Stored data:
*** Begin section ***

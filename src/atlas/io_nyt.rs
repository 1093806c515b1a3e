// Reads the house results feed published by the New York Times.
//
// The feed nests candidates within races. It is flattened to one row per
// candidate so that it can be shaped like any other source.

use crate::atlas::io_common::RawTable;
use crate::atlas::*;

#[derive(Debug, Clone, Serialize, Deserialize)]
struct NytCandidate {
    party_id: String,
    #[serde(default)]
    votes: f64,
}

#[derive(Debug, Clone, Serialize, Deserialize)]
struct NytRace {
    state_id: String,
    seat: JSValue,
    leader_party_id: Option<String>,
    #[serde(default)]
    candidates: Vec<NytCandidate>,
}

#[derive(Debug, Clone, Serialize, Deserialize)]
struct NytData {
    races: Vec<NytRace>,
}

#[derive(Debug, Clone, Serialize, Deserialize)]
struct NytFeed {
    data: NytData,
}

const NYT_COLUMNS: [&str; 5] = ["state_id", "seat", "leader_party_id", "party_id", "votes"];

fn seat_to_string(seat: &JSValue) -> String {
    match seat {
        JSValue::String(s) => s.clone(),
        JSValue::Number(n) => n.to_string(),
        _ => "".to_string(),
    }
}

pub fn read_nyt_house(path: &str) -> AtlasResult<RawTable> {
    let contents = fs::read_to_string(path).context(OpeningJsonSnafu { path })?;
    let feed: NytFeed = serde_json::from_str(&contents).context(ParsingJsonSnafu { path })?;
    debug!("read_nyt_house: {}: {} races", path, feed.data.races.len());

    let mut rows: Vec<(usize, Vec<String>)> = Vec::new();
    for (idx, race) in feed.data.races.iter().enumerate() {
        let seat = seat_to_string(&race.seat);
        let leader = race.leader_party_id.clone().unwrap_or_default();
        // A race without candidates still yields a row, so that its leader joins.
        if race.candidates.is_empty() {
            warn!(
                "read_nyt_house: race {} {} has no candidates",
                race.state_id, seat
            );
            rows.push((
                idx + 1,
                vec![
                    race.state_id.clone(),
                    seat.clone(),
                    leader.clone(),
                    "".to_string(),
                    "".to_string(),
                ],
            ));
        }
        for c in race.candidates.iter() {
            rows.push((
                idx + 1,
                vec![
                    race.state_id.clone(),
                    seat.clone(),
                    leader.clone(),
                    c.party_id.clone(),
                    c.votes.to_string(),
                ],
            ));
        }
    }
    Ok(RawTable {
        path: path.to_string(),
        header: NYT_COLUMNS.iter().map(|s| s.to_string()).collect(),
        rows,
    })
}

#[cfg(test)]
mod tests {
    use super::*;

    #[test]
    fn flattens_races() {
        let path: PathBuf = [env!("CARGO_MANIFEST_DIR"), "tests", "data", "house.json"]
            .iter()
            .collect();
        let raw = read_nyt_house(path.display().to_string().as_str()).unwrap();
        assert_eq!(raw.header[3], "party_id");
        let first = &raw.rows[0].1;
        assert_eq!(first[0], "NY");
        assert_eq!(first[1], "1");
        assert_eq!(first[2], "republican");
        assert!(raw.rows.iter().all(|(_, r)| r.len() == 5));
        let empty: Vec<&Vec<String>> = raw
            .rows
            .iter()
            .filter(|(_, r)| r[0] == "NY" && r[1] == "3")
            .map(|(_, r)| r)
            .collect();
        assert_eq!(empty.len(), 1);
        assert_eq!(empty[0][2], "");
        assert_eq!(empty[0][3], "");
        assert_eq!(empty[0][4], "");
    }
}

*** End section ***

Work instruction:
The entries shown above must be restated word for word.

Solution below:
filename src/atlas/io_nyt.rs
repository 1093806c515b1a3e
// Reads the house results feed published by the New York Times.
//
// The feed nests candidates within races. It is flattened to one row per
// candidate so that it can be shaped like any other source.

use crate::atlas::io_common::RawTable;
use crate::atlas::*;

#[derive(Debug, Clone, Serialize, Deserialize)]
struct NytCandidate {
    party_id: String,
    #[serde(default)]
    votes: f64,
}

#[derive(Debug, Clone, Serialize, Deserialize)]
struct NytRace {
    state_id: String,
    seat: JSValue,
    leader_party_id: Option<String>,
    #[serde(default)]
    candidates: Vec<NytCandidate>,
}

#[derive(Debug, Clone, Serialize, Deserialize)]
struct NytData {
    races: Vec<NytRace>,
}

#[derive(Debug, Clone, Serialize, Deserialize)]
struct NytFeed {
    data: NytData,
}

const NYT_COLUMNS: [&str; 5] = ["state_id", "seat", "leader_party_id", "party_id", "votes"];

fn seat_to_string(seat: &JSValue) -> String {
    match seat {
        JSValue::String(s) => s.clone(),
        JSValue::Number(n) => n.to_string(),
        _ => "".to_string(),
    }
}

pub fn read_nyt_house(path: &str) -> AtlasResult<RawTable> {
    let contents = fs::read_to_string(path).context(OpeningJsonSnafu { path })?;
    let feed: NytFeed = serde_json::from_str(&contents).context(ParsingJsonSnafu { path })?;
    debug!("read_nyt_house: {}: {} races", path, feed.data.races.len());

    let mut rows: Vec<(usize, Vec<String>)> = Vec::new();
    for (idx, race) in feed.data.races.iter().enumerate() {
        let seat = seat_to_string(&race.seat);
        let leader = race.leader_party_id.clone().unwrap_or_default();
        // A race without candidates still yields a row, so that its leader joins.
        if race.candidates.is_empty() {
            warn!(
                "read_nyt_house: race {} {} has no candidates",
                race.state_id, seat
            );
            rows.push((
                idx + 1,
                vec![
                    race.state_id.clone(),
                    seat.clone(),
                    leader.clone(),
                    "".to_string(),
                    "".to_string(),
                ],
            ));
        }
        for c in race.candidates.iter() {
            rows.push((
                idx + 1,
                vec![
                    race.state_id.clone(),
                    seat.clone(),
                    leader.clone(),
                    c.party_id.clone(),
                    c.votes.to_string(),
                ],
            ));
        }
    }
    Ok(RawTable {
        path: path.to_string(),
        header: NYT_COLUMNS.iter().map(|s| s.to_string()).collect(),
        rows,
    })
}

#[cfg(test)]
mod tests {
    use super::*;

    #[test]
    fn flattens_races() {
        let path: PathBuf = [env!("CARGO_MANIFEST_DIR"), "tests", "data", "house.json"]
            .iter()
            .collect();
        let raw = read_nyt_house(path.display().to_string().as_str()).unwrap();
        assert_eq!(raw.header[3], "party_id");
        let first = &raw.rows[0].1;
        assert_eq!(first[0], "NY");
        assert_eq!(first[1], "1");
        assert_eq!(first[2], "republican");
        assert!(raw.rows.iter().all(|(_, r)| r.len() == 5));
        let empty: Vec<&Vec<String>> = raw
            .rows
            .iter()
            .filter(|(_, r)| r[0] == "NY" && r[1] == "3")
            .map(|(_, r)| r)
            .collect();
        assert_eq!(empty.len(), 1);
        assert_eq!(empty[0][2], "");
        assert_eq!(empty[0][3], "");
        assert_eq!(empty[0][4], "");
    }
}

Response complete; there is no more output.